Just because it hasn’t been all Bella, all the time around here doesn’t mean I am ever thinking about anything else. Oh, I know, I have children and a great job and, oh yeah, Optimal Husband, and the Legion of Optimal Friends Forever (LOFF), and yes I adore you all &c.

ANYWAY. I’ve been riding regular Sunday and Tuesdays with Hard Taskmistress Erin, who for example requires us to post to the trot with no stirrups, or transition between “crossrail two-point” and “five-foot-fence two-point”, or canter from two-point, or from the walk. God help you if you don’t have a secure lower leg, which I still don’t, despite all our hopes and prayers and wishes to the contrary.

In fact, and in keeping with my life’s generic conventions as post-slacker romcom (probably directed by Lisa Cholodenko and starring Tilda Swinton), my lower leg is now ironically inclined to be too far forward. More irony! I have a sudden and serious problem with tiny crossrails. I can jump a decent 2’6″ vertical in respectable form, and then I can drop Bella in a shocking spot in front of a jump she could step over.

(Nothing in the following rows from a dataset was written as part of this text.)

// Copyright 2025 Amazon.com, Inc. or its affiliates. All Rights Reserved.
// SPDX-License-Identifier: Apache-2.0

#![deny(missing_docs)]

//! Paces the emulator's virtual clock against an external discrete-event
//! simulator.
//!
//! The co-simulator forks this process and publishes a two-word shared
//! region plus three semaphores; from then on the emulator alternates
//! between *run up to the granted horizon* and *exchange with the
//! simulator*. While an exchange is pending no guest instruction may
//! execute: vCPU threads block on the [`Gate`] and the virtual clock is
//! frozen, so no side-effect of ungranted computation can reach device
//! backends.
//!
//! Everything except the [`Gate`] is confined to the event-loop thread.

mod config;
mod gate;
pub mod transport;

use std::cell::RefCell;
use std::process;
use std::rc::{Rc, Weak};

use log::{error, info};
use vclock::{Clock, Timer};

pub use crate::config::PacerConfig;
pub use crate::gate::Gate;
use crate::transport::{SyncTransport, TransportError};

/// Errors raised while setting up or driving the pacing loop. All of them
/// are fatal to the protocol; there is no resynchronization primitive.
#[derive(Debug, thiserror::Error, displaydoc::Display)]
pub enum PacerError {
    /// sync transport failed: {0}
    Transport(#[from] TransportError),
}

struct PacerInner {
    transport: Box<dyn SyncTransport>,
    clock: Clock,
    /// Virtual time at the start of the current grant interval.
    t: i64,
    sync_timer: Option<Timer>,
    /// Descheduling hook supplied by the guest execution layer.
    kick: Box<dyn FnMut()>,
}

/// The pacing core. Owns the grant cycle; hands out [`Gate`] clones for the
/// vCPU execution layer.
pub struct Pacer {
    inner: Rc<RefCell<PacerInner>>,
    gate: Gate,
    clock: Clock,
}

impl Pacer {
    /// One-shot setup of external pacing. Performs the handshake with the
    /// co-simulator and the first grant exchange; on return the emulator is
    /// running inside its first granted interval.
    ///
    /// Any failure is fatal: it is logged and the process exits non-zero,
    /// leaving no partial initialization behind.
    pub fn setup(
        clock: &Clock,
        transport: Box<dyn SyncTransport>,
        kick: impl FnMut() + 'static,
    ) -> Pacer {
        match Self::try_setup(clock, transport, kick) {
            Ok(pacer) => pacer,
            Err(err) => {
                error!("external simulation setup failed: {err}");
                process::exit(1);
            }
        }
    }

    /// Fallible variant of [`Pacer::setup`] for embedders that own the exit
    /// policy.
    pub fn try_setup(
        clock: &Clock,
        transport: Box<dyn SyncTransport>,
        kick: impl FnMut() + 'static,
    ) -> Result<Pacer, PacerError> {
        let gate = Gate::new();
        gate.mark_enabled();

        let inner = Rc::new(RefCell::new(PacerInner {
            transport,
            clock: clock.clone(),
            t: 0,
            sync_timer: None,
            kick: Box::new(kick),
        }));

        // Keep the machine suspended until the simulator grants time.
        stop_emulator(&inner, &gate);

        {
            let mut pacer = inner.borrow_mut();
            pacer.transport.handshake()?;
            pacer.t = clock.now_ns();
        }

        // The callback reaches the pacer through a weak reference; the
        // timer list must not keep the pacer (or the clock) alive.
        let sync_timer = clock.new_timer({
            let weak = Rc::downgrade(&inner);
            let gate = gate.clone();
            move || sync_func(&weak, &gate)
        });
        inner.borrow_mut().sync_timer = Some(sync_timer);

        schedule_next_event(&inner, &gate)?;
        info!("external simulation pacing enabled");

        Ok(Pacer {
            inner,
            gate,
            clock: clock.clone(),
        })
    }

    /// Whether external pacing is active.
    pub fn enabled(&self) -> bool {
        self.gate.enabled()
    }

    /// A gate clone for a vCPU thread.
    pub fn gate(&self) -> Gate {
        self.gate.clone()
    }

    /// Blocks until the current grant interval is open (the [`Gate`]
    /// primitive, callable from the embedding thread as well).
    pub fn sync(&self) {
        self.gate.sync();
    }

    /// Drives the virtual-timer loop once: sleeps until the next deadline
    /// is due and fires it. Returns whether anything ran.
    pub fn poll(&self) -> bool {
        self.clock.poll()
    }

    /// Virtual time at the start of the current grant interval.
    pub fn interval_start_ns(&self) -> i64 {
        self.inner.borrow().t
    }
}

impl std::fmt::Debug for Pacer {
    fn fmt(&self, f: &mut std::fmt::Formatter<'_>) -> std::fmt::Result {
        f.debug_struct("Pacer")
            .field("enabled", &self.gate.enabled())
            .field("t", &self.inner.borrow().t)
            .finish()
    }
}

/// Timer callback: the granted horizon has been reached. Suspend the
/// machine, then exchange with the simulator for the next interval.
fn sync_func(weak: &Weak<RefCell<PacerInner>>, gate: &Gate) {
    let Some(inner) = weak.upgrade() else {
        return;
    };
    stop_emulator(&inner, gate);
    if let Err(err) = schedule_next_event(&inner, gate) {
        error!("external simulation sync failed: {err}");
        process::exit(1);
    }
}

/// Suspends guest progress: gate closed, clock frozen, vCPUs kicked out of
/// their run loops.
fn stop_emulator(inner: &Rc<RefCell<PacerInner>>, gate: &Gate) {
    gate.begin_sync();
    inner.borrow().clock.disable_ticks();
    (inner.borrow_mut().kick)();
}

/// One grant cycle: report elapsed time, request the next advance, wait for
/// the grant, then resume up to the new horizon.
fn schedule_next_event(inner: &Rc<RefCell<PacerInner>>, gate: &Gate) -> Result<(), PacerError> {
    let mut pacer = inner.borrow_mut();
    let clock = pacer.clock.clone();

    let now = clock.now_ns();
    let elapsed = now - pacer.t;
    pacer.t = now;

    // Ask for enough time to reach the earliest armed timer; i64::MAX means
    // "no deadline".
    let requested = clock.deadline_ns().unwrap_or(i64::MAX);
    pacer.transport.send_request(requested, elapsed)?;
    let granted = pacer.transport.recv_grant()?;
    debug_assert!(
        granted <= requested,
        "grant {granted} exceeds request {requested}"
    );

    // The horizon must be in place before any vCPU is released, so a woken
    // thread cannot outrun the grant.
    let horizon = pacer.t.saturating_add(granted);
    pacer
        .sync_timer
        .as_ref()
        .expect("sync timer exists after setup")
        .arm(horizon);
    clock.set_horizon_ns(horizon);
    drop(pacer);

    gate.end_sync();
    clock.enable_ticks();
    Ok(())
}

This is the story arc this season. I worked on getting Bella into a more uphill canter by engaging my core muscles, and I ended up hunched and pumping with my shoulders. I wasn’t releasing over fences, and then I was throwing the contact away and leaning over her forehand. My two-point ended up all weird and crouchy. I finally figured what I was doing wrong through all of this. Dudes, I am trying too hard.

It was very clear this morning, when I was working really hard on my posting-trot-no-stirrups, and then my hip hurt so I tried to relax and just do it minimally, and Erin immediately said “That’s better.” And again, when she had us drop our stirrups at the canter, and as soon as we did, my leg was more secure. And again, when we were doing a canter pole to a vertical to a canter pole and then four strides to a crossrail, my distances and releases improved the moment I started counting strides aloud. The more I don’t do anything, the more I don’t think about it, the better it is.

I think I’m at the slightly dangerous point of having improved quite a lot, but not as much as I would like to have improved, so I am reaching for harder things and in doing so neglecting the fundamentals: breathe, sit up straight, keep still. It’s the paradox at the heart of riding – maybe anything difficult. You have to sweat to create the muscle memory, and then you have to distract yourself, meditate, transcend, absent your thinky monkey self so that the muscle memory can actually work. I get to control the direction and the pace, and then I have to let Bella handle the actual galloping and jumping over the fence. She’s much better at that part than I am.

And that’s the thing. If you drive stick, you can probably remember having to think about changing gear, and then not having to think about it, and then maybe driving along something like Highway One between Jenner and Point Arena and being the car; drinking the curves and feeling the suspension as your own spirit-level inner ear. Riding’s like that – your proprioception expanding to encompass another entity – with this exquisite refinement: you end up with two souls.